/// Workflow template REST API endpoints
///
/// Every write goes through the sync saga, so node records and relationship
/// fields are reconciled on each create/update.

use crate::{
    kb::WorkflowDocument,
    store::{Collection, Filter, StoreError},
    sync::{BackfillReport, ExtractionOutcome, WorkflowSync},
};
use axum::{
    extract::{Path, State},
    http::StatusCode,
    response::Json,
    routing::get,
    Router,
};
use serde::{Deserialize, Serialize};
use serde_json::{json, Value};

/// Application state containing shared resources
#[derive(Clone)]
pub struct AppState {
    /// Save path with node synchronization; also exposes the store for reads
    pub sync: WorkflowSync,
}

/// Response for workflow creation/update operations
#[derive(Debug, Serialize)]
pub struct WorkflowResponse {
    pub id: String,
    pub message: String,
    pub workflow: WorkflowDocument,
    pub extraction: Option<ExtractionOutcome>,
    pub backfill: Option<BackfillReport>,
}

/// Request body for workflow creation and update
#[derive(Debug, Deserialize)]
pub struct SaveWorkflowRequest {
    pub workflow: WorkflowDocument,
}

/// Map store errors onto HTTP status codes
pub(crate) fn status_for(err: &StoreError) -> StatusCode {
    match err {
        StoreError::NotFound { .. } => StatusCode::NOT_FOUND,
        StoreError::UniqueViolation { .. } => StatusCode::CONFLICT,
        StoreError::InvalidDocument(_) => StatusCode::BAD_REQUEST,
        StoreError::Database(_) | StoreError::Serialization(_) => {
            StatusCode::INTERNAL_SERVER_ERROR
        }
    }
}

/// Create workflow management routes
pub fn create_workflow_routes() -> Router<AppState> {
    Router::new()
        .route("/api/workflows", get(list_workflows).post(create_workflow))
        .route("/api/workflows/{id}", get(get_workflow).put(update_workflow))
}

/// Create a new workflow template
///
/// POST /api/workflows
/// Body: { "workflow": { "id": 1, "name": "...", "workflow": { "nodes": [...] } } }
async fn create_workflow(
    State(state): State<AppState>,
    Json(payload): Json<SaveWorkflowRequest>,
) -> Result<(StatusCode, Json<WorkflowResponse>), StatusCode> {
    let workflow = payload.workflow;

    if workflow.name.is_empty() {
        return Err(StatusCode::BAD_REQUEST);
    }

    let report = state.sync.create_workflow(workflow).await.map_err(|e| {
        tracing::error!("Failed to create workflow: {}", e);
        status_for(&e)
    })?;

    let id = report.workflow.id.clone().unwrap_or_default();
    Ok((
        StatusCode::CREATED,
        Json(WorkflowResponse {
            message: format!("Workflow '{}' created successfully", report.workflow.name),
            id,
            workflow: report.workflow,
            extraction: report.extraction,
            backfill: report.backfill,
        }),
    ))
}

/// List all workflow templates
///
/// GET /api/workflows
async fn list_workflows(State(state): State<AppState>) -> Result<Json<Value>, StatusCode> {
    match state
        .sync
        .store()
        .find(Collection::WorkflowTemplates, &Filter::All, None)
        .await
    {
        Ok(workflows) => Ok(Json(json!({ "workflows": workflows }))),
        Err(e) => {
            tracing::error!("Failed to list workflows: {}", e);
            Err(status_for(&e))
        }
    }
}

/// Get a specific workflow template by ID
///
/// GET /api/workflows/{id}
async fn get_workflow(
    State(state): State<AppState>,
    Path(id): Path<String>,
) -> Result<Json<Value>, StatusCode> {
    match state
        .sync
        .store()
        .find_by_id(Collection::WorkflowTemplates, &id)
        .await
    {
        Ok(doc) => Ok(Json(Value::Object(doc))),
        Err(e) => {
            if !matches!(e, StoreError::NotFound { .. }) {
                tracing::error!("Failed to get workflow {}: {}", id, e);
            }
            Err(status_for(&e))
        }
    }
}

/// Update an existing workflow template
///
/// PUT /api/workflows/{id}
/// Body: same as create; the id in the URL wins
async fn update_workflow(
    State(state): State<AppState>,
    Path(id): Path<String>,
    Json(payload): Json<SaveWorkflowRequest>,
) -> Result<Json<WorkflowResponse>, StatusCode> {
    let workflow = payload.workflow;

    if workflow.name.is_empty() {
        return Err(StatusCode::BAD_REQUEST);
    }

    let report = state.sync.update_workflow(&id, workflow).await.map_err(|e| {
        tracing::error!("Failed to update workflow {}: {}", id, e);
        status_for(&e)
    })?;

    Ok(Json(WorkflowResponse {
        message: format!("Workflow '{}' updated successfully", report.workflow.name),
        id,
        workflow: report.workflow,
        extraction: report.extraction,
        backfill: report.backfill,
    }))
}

****************

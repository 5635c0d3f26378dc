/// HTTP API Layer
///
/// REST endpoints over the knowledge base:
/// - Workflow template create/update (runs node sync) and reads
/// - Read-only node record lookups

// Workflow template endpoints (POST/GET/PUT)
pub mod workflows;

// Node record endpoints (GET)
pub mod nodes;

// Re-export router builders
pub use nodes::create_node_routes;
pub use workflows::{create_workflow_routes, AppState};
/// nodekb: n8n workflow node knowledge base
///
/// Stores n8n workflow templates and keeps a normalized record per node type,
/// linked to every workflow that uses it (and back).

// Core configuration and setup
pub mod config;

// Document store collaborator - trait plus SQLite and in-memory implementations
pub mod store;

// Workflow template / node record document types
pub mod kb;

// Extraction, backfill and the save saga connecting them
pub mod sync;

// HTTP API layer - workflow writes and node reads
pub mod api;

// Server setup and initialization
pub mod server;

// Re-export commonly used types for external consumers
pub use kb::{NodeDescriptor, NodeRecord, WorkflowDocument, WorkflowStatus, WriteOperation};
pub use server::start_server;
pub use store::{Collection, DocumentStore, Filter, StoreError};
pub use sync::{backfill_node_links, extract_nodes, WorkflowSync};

****************

- [Problem details]: Only the lines that contain the string "struct" should be copied from the entries above.

- [Final answer]:
pub struct AppState {
pub struct WorkflowResponse {
pub struct SaveWorkflowRequest {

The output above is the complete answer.